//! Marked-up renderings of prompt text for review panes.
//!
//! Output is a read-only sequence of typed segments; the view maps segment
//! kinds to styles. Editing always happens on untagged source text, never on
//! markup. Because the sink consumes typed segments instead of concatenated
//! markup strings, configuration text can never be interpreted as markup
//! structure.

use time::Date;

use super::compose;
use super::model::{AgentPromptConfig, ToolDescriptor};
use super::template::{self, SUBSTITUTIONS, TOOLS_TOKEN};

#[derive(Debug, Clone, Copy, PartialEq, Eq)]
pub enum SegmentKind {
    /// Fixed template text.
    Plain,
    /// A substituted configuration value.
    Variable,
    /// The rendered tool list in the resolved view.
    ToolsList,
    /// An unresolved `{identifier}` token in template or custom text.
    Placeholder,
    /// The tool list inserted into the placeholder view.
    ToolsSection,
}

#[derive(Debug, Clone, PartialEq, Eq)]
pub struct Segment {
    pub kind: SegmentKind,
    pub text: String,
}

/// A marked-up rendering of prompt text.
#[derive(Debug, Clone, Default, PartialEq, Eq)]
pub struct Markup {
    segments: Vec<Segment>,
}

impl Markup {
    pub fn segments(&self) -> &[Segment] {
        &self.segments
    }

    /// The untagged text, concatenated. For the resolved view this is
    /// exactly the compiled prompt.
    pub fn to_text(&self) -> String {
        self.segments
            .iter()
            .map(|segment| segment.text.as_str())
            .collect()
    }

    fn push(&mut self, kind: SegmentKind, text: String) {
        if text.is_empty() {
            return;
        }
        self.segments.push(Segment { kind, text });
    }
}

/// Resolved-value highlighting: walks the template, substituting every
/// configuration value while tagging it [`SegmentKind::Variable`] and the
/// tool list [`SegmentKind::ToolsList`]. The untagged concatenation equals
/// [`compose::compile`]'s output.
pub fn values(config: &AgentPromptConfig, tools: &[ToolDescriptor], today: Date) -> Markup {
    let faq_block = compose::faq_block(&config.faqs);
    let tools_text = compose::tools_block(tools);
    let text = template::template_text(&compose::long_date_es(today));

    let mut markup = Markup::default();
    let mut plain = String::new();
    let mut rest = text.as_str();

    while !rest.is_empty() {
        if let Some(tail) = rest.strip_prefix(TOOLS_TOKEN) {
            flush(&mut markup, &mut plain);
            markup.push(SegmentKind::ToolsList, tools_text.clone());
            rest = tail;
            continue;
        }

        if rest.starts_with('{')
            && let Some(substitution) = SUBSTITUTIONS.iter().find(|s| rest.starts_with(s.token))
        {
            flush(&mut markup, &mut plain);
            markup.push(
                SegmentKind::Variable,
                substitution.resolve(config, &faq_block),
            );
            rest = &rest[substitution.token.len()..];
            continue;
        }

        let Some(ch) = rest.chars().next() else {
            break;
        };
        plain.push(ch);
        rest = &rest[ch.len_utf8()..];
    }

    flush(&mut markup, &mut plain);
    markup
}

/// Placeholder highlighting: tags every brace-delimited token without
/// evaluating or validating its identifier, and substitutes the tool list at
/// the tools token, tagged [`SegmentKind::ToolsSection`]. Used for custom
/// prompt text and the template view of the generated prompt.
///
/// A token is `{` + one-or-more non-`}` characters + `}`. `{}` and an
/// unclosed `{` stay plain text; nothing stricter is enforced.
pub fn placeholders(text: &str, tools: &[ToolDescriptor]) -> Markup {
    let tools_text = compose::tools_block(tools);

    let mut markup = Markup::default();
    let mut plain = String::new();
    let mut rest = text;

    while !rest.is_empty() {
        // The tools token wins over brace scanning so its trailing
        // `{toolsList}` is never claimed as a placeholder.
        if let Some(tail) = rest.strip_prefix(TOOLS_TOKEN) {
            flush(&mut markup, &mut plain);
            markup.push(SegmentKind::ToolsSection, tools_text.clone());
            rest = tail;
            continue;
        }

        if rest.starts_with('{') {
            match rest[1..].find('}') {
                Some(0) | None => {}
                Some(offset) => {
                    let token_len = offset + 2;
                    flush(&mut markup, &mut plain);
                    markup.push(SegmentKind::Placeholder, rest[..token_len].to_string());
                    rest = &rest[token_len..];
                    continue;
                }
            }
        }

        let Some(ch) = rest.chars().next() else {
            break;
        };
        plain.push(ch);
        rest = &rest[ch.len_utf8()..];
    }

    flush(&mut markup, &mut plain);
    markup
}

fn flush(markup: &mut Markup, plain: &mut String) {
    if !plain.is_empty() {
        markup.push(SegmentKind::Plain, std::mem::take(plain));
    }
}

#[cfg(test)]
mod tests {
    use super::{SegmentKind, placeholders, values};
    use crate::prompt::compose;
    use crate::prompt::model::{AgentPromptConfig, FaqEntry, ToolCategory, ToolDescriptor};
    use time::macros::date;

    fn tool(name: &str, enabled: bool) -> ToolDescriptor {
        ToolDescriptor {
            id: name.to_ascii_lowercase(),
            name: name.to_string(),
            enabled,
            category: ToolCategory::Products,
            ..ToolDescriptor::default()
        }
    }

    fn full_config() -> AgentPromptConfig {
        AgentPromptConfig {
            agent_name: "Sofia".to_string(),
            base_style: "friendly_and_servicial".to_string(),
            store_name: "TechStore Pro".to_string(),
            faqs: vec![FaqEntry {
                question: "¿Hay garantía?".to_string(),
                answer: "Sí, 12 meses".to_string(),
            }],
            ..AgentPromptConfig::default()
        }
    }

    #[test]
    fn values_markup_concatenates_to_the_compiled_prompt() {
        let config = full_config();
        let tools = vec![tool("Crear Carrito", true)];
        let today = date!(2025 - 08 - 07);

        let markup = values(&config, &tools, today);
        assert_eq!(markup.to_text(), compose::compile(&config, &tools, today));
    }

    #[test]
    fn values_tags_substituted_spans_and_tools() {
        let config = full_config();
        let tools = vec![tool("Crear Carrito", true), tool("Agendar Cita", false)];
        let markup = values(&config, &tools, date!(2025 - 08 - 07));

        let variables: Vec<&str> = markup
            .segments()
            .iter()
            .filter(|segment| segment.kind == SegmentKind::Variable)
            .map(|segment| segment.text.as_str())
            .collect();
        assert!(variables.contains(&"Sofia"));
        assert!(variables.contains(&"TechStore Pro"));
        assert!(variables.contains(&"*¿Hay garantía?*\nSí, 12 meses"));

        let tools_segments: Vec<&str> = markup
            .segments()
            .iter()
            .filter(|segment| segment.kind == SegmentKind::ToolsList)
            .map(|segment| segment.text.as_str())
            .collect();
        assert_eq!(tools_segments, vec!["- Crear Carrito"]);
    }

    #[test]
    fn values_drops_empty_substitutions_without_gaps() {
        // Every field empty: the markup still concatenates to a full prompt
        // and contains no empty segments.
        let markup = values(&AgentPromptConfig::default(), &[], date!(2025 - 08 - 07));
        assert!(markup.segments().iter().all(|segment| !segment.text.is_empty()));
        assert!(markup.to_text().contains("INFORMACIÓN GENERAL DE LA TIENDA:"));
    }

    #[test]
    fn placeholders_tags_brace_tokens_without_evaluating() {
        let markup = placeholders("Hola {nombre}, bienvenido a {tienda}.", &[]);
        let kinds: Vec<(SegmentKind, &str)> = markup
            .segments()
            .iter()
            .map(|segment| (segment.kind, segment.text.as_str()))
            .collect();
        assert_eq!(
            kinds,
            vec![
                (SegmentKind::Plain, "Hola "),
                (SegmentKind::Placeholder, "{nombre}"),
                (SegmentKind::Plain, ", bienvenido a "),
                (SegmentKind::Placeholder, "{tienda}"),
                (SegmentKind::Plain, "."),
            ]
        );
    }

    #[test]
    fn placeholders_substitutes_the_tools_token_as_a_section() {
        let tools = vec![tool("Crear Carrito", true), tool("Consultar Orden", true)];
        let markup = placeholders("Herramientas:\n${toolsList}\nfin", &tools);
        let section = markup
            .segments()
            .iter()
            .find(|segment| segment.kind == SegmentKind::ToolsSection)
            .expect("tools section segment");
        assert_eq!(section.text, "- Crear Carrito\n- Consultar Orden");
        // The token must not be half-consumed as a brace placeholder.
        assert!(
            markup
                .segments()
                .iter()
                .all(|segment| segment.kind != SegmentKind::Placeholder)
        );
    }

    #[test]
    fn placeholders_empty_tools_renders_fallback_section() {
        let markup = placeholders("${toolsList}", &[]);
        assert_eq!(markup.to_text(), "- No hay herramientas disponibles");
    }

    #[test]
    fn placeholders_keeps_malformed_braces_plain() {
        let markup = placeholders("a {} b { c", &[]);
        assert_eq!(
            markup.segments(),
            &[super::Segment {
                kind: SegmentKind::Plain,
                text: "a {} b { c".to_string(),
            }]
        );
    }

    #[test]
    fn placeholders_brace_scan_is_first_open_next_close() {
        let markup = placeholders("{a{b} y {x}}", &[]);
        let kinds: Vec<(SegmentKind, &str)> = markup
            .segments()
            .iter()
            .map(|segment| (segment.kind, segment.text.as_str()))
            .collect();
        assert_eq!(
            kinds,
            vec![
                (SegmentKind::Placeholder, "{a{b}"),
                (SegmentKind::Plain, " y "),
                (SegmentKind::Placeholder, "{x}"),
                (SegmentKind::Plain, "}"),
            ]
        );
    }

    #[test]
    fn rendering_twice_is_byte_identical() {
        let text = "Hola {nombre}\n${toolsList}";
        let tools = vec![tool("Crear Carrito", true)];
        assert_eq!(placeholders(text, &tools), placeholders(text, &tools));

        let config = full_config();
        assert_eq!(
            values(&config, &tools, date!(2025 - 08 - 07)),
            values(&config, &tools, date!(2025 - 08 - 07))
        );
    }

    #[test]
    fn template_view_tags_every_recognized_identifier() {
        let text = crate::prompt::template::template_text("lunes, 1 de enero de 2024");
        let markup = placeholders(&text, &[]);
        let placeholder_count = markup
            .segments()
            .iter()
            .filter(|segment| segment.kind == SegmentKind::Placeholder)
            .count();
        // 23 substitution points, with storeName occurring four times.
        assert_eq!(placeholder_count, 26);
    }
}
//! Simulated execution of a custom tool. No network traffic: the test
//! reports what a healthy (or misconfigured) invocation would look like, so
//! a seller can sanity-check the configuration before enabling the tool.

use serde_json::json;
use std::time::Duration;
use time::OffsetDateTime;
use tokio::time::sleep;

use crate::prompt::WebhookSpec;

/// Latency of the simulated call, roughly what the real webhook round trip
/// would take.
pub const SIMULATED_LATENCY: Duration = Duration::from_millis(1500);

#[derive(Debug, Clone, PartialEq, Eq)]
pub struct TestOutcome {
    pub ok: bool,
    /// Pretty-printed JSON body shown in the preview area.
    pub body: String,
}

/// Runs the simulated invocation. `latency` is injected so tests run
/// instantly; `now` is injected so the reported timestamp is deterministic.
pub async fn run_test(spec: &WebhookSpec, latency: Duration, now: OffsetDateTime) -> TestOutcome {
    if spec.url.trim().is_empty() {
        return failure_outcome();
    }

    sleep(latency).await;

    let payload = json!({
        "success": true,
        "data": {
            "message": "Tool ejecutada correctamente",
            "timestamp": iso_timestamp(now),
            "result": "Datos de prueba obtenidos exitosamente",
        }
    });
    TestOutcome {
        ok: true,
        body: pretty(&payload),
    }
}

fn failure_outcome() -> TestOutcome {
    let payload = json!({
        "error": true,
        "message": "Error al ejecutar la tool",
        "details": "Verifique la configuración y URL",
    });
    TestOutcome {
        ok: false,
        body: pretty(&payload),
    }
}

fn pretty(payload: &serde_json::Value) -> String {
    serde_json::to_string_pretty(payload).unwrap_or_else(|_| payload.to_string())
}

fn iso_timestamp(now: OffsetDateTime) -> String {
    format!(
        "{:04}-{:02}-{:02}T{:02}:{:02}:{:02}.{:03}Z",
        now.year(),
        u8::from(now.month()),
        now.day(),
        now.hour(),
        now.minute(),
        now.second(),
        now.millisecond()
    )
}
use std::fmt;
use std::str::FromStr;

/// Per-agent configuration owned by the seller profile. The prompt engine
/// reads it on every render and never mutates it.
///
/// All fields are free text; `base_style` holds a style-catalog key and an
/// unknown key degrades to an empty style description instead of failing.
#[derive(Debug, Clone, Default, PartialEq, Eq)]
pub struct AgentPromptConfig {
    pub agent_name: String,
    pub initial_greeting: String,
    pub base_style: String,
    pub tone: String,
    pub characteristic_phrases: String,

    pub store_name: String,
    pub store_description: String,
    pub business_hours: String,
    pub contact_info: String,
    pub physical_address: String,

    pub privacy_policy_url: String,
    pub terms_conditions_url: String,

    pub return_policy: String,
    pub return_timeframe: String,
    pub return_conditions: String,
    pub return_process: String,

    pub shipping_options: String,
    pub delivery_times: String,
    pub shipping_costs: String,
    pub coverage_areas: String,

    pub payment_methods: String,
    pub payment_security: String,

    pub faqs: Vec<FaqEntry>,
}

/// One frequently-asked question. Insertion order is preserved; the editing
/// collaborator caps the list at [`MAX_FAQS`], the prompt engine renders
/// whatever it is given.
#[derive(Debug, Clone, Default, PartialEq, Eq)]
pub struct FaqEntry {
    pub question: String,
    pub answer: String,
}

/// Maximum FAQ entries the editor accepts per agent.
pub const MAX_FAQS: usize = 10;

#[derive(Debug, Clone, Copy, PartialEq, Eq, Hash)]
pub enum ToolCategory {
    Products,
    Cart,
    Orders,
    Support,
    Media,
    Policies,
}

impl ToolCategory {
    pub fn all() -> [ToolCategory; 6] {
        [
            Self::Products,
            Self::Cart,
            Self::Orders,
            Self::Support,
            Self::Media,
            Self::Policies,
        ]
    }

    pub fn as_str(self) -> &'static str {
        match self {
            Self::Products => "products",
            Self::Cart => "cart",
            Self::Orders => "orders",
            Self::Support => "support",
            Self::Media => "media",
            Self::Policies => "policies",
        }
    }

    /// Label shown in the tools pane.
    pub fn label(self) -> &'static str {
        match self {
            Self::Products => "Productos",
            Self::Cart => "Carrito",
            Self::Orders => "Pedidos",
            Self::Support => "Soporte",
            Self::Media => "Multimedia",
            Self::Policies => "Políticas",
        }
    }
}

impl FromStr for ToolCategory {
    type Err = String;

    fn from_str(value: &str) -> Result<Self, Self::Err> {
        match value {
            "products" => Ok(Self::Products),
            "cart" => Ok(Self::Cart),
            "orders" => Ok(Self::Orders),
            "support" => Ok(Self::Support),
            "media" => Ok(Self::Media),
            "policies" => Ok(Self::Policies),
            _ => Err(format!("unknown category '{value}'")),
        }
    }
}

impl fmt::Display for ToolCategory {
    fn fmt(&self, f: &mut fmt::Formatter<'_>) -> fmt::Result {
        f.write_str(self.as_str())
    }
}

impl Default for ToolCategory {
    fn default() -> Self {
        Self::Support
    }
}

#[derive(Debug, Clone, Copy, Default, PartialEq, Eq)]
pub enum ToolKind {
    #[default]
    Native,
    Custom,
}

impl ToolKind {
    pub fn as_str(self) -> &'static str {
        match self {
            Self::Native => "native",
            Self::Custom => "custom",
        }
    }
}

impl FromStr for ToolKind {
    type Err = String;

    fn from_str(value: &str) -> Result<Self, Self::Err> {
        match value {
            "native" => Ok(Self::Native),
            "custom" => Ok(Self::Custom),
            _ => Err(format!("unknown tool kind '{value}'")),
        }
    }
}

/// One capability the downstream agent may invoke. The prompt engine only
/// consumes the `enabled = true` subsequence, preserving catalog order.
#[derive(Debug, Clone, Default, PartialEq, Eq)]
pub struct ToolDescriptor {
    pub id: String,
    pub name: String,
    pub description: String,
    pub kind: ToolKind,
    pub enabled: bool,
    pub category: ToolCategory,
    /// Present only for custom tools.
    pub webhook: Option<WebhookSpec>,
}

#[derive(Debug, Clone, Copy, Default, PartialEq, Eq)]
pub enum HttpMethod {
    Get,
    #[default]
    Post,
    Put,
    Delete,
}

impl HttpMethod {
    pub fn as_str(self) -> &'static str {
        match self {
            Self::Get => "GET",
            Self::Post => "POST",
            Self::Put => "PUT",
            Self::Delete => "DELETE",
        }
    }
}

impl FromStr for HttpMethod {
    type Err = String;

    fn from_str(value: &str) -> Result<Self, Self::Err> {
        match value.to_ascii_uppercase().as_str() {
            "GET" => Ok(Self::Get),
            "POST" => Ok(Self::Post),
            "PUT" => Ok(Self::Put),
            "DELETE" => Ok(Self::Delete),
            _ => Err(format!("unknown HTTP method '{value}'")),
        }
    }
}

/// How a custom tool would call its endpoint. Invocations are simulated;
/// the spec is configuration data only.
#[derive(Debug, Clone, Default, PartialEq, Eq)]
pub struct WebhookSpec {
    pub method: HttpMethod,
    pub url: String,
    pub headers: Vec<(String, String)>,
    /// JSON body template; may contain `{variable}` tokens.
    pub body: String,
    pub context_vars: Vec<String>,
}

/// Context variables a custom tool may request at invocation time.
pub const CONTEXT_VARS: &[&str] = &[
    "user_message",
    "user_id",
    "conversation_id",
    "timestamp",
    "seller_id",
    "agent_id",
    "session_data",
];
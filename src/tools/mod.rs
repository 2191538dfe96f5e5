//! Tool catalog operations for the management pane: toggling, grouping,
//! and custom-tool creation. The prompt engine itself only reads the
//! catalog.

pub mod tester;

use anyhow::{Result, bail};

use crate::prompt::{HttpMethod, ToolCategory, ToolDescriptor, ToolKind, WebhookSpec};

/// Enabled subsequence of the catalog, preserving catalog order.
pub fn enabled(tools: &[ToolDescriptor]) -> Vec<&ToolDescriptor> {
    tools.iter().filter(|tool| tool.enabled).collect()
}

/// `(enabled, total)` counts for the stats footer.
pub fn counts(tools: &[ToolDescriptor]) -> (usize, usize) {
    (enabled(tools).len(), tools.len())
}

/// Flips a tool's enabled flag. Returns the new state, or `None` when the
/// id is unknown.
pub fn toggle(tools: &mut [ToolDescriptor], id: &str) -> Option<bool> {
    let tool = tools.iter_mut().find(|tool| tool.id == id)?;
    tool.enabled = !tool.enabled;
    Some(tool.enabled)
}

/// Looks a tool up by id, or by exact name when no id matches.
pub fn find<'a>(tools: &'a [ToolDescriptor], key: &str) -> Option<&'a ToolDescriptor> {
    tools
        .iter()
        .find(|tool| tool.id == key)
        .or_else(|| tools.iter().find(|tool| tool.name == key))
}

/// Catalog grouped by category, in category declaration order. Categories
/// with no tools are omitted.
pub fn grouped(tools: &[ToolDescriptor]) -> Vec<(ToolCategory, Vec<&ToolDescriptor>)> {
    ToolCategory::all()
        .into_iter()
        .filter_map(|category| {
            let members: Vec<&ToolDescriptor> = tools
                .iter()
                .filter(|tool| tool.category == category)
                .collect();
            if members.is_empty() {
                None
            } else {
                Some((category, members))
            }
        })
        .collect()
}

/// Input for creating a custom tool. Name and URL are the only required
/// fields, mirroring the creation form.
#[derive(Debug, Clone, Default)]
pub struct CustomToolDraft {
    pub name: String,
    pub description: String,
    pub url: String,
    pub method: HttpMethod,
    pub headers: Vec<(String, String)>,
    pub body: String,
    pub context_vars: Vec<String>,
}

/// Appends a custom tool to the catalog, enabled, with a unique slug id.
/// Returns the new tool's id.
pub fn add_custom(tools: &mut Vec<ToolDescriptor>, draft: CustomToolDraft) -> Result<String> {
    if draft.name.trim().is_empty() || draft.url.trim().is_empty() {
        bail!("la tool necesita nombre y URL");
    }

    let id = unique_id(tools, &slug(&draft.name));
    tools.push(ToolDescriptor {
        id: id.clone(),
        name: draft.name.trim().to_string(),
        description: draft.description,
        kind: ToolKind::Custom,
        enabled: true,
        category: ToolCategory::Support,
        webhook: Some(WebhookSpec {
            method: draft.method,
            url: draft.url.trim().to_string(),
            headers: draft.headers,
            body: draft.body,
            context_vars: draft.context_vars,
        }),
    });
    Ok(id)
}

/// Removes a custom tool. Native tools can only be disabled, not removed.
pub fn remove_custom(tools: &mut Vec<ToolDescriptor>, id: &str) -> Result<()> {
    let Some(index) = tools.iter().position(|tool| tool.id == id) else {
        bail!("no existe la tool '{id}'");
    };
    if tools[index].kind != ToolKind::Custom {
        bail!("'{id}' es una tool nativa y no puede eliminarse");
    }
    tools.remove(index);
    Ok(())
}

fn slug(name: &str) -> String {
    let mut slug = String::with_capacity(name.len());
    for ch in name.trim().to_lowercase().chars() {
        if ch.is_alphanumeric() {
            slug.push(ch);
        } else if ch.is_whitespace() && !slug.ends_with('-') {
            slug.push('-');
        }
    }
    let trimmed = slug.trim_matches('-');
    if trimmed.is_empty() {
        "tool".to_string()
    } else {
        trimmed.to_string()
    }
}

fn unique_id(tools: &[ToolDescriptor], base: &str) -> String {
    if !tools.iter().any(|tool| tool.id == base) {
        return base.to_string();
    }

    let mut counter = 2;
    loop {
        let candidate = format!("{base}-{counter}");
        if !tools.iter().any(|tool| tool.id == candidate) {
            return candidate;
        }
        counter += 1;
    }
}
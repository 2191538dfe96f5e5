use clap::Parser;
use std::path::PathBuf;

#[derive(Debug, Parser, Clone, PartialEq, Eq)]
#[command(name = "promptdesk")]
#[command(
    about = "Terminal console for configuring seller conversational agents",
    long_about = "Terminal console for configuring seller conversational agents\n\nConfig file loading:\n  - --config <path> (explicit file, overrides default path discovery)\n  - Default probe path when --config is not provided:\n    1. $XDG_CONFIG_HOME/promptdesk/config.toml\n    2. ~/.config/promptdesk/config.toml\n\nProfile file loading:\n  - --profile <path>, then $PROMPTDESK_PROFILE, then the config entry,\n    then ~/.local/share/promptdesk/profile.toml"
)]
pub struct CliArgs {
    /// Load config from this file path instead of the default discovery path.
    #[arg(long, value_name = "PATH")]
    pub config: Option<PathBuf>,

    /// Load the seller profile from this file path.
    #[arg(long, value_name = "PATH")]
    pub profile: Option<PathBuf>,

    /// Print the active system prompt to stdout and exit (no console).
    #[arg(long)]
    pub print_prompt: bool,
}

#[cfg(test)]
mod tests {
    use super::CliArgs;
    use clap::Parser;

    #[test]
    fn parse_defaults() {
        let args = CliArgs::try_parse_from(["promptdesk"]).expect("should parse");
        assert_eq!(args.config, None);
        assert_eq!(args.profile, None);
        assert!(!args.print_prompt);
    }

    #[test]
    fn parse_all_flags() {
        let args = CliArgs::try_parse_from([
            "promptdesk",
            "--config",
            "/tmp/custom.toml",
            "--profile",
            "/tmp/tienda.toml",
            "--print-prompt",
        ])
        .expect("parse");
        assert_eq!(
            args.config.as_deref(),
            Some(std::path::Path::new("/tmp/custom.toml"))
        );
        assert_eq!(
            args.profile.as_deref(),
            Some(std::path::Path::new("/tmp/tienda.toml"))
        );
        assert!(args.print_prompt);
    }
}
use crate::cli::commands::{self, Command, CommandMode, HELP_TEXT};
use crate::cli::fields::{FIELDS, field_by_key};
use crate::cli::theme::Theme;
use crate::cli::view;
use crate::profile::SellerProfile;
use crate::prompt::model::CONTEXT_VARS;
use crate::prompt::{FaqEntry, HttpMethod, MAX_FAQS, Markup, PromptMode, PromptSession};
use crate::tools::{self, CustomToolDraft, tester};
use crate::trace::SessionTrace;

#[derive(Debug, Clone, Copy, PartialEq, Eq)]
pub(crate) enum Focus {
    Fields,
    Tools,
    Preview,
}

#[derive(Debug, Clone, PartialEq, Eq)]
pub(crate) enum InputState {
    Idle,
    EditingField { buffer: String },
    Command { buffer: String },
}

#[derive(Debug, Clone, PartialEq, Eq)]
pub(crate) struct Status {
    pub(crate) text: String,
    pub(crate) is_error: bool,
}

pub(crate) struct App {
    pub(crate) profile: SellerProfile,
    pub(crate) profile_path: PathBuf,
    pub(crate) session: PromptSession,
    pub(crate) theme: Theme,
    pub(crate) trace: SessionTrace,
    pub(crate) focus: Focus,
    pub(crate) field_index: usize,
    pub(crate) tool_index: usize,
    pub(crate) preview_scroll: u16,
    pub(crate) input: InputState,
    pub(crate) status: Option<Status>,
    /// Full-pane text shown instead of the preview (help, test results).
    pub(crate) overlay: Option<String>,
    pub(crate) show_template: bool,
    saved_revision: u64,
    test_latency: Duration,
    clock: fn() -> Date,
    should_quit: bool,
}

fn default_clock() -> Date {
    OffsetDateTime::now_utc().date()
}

## Exercise description
Looking at the data above, show all lines where the word "TechStore" occurs.

## Exercise response
            store_name: "TechStore Pro".to_string(),
        assert!(variables.contains(&"TechStore Pro"));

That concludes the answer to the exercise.